On February 5, 2021, The New York Times dropped a feature-length documentary chronicling Britney Spears’ turbulent rise to pop stardom. While Britney stans well-versed in #FreeBritney discourse may not have learned anything new, for those whose understanding was shaped by tabloid coverage, Framing Britney Spears offered a more sympathetic portrait. Most of the archival footage, from magazine covers to on-camera interviews, did not age well. The documentary was met with an outpouring of support from viewers who, now armed with hindsight and a working knowledge of misogyny, quickly compiled a list of all the celebrities, media personalities, and executives that owe Spears an apology.
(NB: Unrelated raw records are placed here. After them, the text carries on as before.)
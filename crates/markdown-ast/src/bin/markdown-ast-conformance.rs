use std::io::Read;

use markdown_ast::markdown_to_ast;

fn main() {
    let mut stdin = std::io::stdin().lock();

    let mut content = String::new();
    stdin.read_to_string(&mut content).unwrap();

    // If this doesn't fail with a panic, that implies that the flat
    // pulldown-cmark event stream was successfully converted into a sequence
    // of structured markdown_ast::Block's.
    match markdown_to_ast(&content) {
        Ok(_) => {},
        Err(err) => eprintln!("parse error: {err}"),
    }
}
“What did you do?” Diane Sawyer asked in a 2003 interview. Britney’s ex-boyfriend Justin Timberlake had been running his mouth on television alluding to something she had done to break his heart. He had also just released a music video for his single “Cry Me A River,” which featured him committing a litany of crimes including property damage and home invasion so he could get back at his philandering blonde girlfriend. Subtlety was not a hallmark of the era. 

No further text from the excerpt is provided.